2. I have 2 3rd-party products each of which create their own RBAC profiles. There is an intersection in the commands referenced by each profile, but each profile wants a different set of privileges? How come I can't (especially from a shell script that shouldn't have to know about the full set of packages/profiles on the system if it only cares about one) say "-p profile", analagous to "-u user" in sudo?
Seems to me Sun makes a lot of things orthogonal to its own traditions and normal Unix usage but leaves a lot of legacy cruft around without much way to integrate.
"Hey how come you can't mount a SMB/CIFS share on Solaris?

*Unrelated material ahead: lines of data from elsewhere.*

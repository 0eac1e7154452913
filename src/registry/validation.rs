// Copyright (c) 2025 Steve Wagner (ciroque@live.com)
// SPDX-License-Identifier: MIT

//! Dependency validation for feature registries.
//!
//! Two checks run over a registry's definitions, in order:
//!
//! 1. **Reference Validation**: every declared dependency names a registered feature
//! 2. **Cycle Detection**: DFS with a recursion stack over dependency edges
//!
//! Cycle detection needs a structurally valid graph, so it only runs when
//! reference validation passed.
//!
//! ## Cycle Detection Algorithm
//! Uses **Depth-First Search (DFS) with recursion stack** ("three colors"),
//! driven by an explicit frame stack rather than call recursion:
//! - **White (unvisited)**: Feature not yet explored
//! - **Gray (in recursion stack)**: Feature whose dependencies are being explored
//! - **Black (visited)**: Feature and all of its dependencies explored
//!
//! Reaching a gray feature means a back edge, i.e. a cycle. The current DFS
//! path from that feature onward, plus the feature again, is the cycle.
//!
//! **Time Complexity**: O(V + E) where V = features, E = dependency edges
//!
//! The same walk ([`resolve_closure`]) drives request resolution: it visits
//! only what is reachable from the requested features and reports unknown
//! names with the feature that referenced them.

use std::collections::HashSet;

use crate::errors::ValidationError;
use crate::registry::{FeatureDefinition, Registry};

/// Validates every definition of a registry.
///
/// Reference errors are accumulated so all of them are reported at once;
/// cycle detection is skipped while there are reference errors.
pub fn validate_registry(registry: &Registry) -> Result<(), Vec<ValidationError>> {
    let mut errors = validate_dependency_references(registry);

    if errors.is_empty() {
        let all: Vec<String> = registry.names().map(str::to_string).collect();
        if let Err(cycle) = resolve_closure(registry, &all) {
            errors.push(cycle);
        }
    }

    if errors.is_empty() {
        Ok(())
    } else {
        Err(errors)
    }
}

fn validate_dependency_references(registry: &Registry) -> Vec<ValidationError> {
    let mut errors = Vec::new();
    for definition in registry.definitions() {
        for dependency in definition.dependencies() {
            if !registry.contains(dependency) {
                errors.push(ValidationError::UnknownDependency {
                    feature: definition.name().to_string(),
                    dependency: dependency.clone(),
                });
            }
        }
    }
    errors
}

/// Walks the dependency closure of `roots` depth first.
///
/// Returns the closure in DFS post-order (every dependency before its
/// dependents), each feature once. Fails on the first unknown name or cycle
/// encountered.
pub(crate) fn resolve_closure(
    registry: &Registry,
    roots: &[String],
) -> Result<Vec<String>, ValidationError> {
    let mut walk = ClosureWalk {
        registry,
        visited: HashSet::new(),
        rec_stack: HashSet::new(),
        closure: Vec::new(),
    };

    for root in roots {
        walk.visit(root)?;
    }

    Ok(walk.closure)
}

struct ClosureWalk<'a> {
    registry: &'a Registry,
    visited: HashSet<&'a str>,
    rec_stack: HashSet<&'a str>,
    closure: Vec<String>,
}

/// One feature on the DFS path and the index of its next dependency to visit
struct Frame<'a> {
    definition: &'a FeatureDefinition,
    next: usize,
}

impl<'a> ClosureWalk<'a> {
    /// DFS from `root`. `path` holds the current DFS path as explicit frames.
    fn visit(&mut self, root: &str) -> Result<(), ValidationError> {
        let registry = self.registry;
        if self.visited.contains(root) {
            return Ok(());
        }
        let definition = registry
            .get(root)
            .ok_or_else(|| ValidationError::UnknownFeature {
                name: root.to_string(),
            })?;

        let mut path = vec![Frame { definition, next: 0 }];
        self.rec_stack.insert(definition.name());

        while let Some(frame) = path.last_mut() {
            let current = frame.definition;
            let next = frame.next;
            frame.next += 1;

            let Some(dependency) = current.dependencies().get(next) else {
                // All dependencies done: post-order emit
                path.pop();
                self.rec_stack.remove(current.name());
                self.visited.insert(current.name());
                self.closure.push(current.name().to_string());
                continue;
            };

            if self.rec_stack.contains(dependency.as_str()) {
                // Back edge: the cycle runs from the dependency's place in the path to here
                let cycle_start = path
                    .iter()
                    .position(|f| f.definition.name() == dependency.as_str())
                    .unwrap_or(0);
                let mut cycle: Vec<String> = path[cycle_start..]
                    .iter()
                    .map(|f| f.definition.name().to_string())
                    .collect();
                cycle.push(dependency.clone());
                return Err(ValidationError::CyclicDependency { cycle });
            }
            if self.visited.contains(dependency.as_str()) {
                continue;
            }

            let definition = registry.get(dependency).ok_or_else(|| {
                ValidationError::UnknownDependency {
                    feature: current.name().to_string(),
                    dependency: dependency.clone(),
                }
            })?;
            self.rec_stack.insert(definition.name());
            path.push(Frame { definition, next: 0 });
        }

        Ok(())
    }
}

Yes you can. Samba has been included with Solaris since Solaris 9.
"
Cool, how?
$ uname -a
SunOS pegasus 5.10 Generic_120011-14 sun4u sparc SUNW,Ultra-60
$ sudo mount -F smbfs //galactica/files /mnt/files
mount: Operation not applicable to FSType smbfs
$ sudo mount -F smb //galactica/files /mnt/files
mount: Operation not applicable to FSType smb
$ sudo mount -F cifs //galactica/files /mnt/files
mount: Operation not applicable to FSType cifs
$ ls -d /usr/lib/fs/*smb*
no matches found: /usr/lib/fs/*smb*
$ which smbclient
/usr/sfw/bin/smbclient
$ which smbmount
smbmount not found
$ which smbmnt
smbmnt not found
"Right now Sun boxes ship with Solaris 10.
So then why do you and Sun laugh when people have problems with Solaris 10? "
Nobody is laughing. Its all in your head, pal. [/q]
True, I'm laughing that Sun and its fans think insulting potential customers is the way to win a userbase.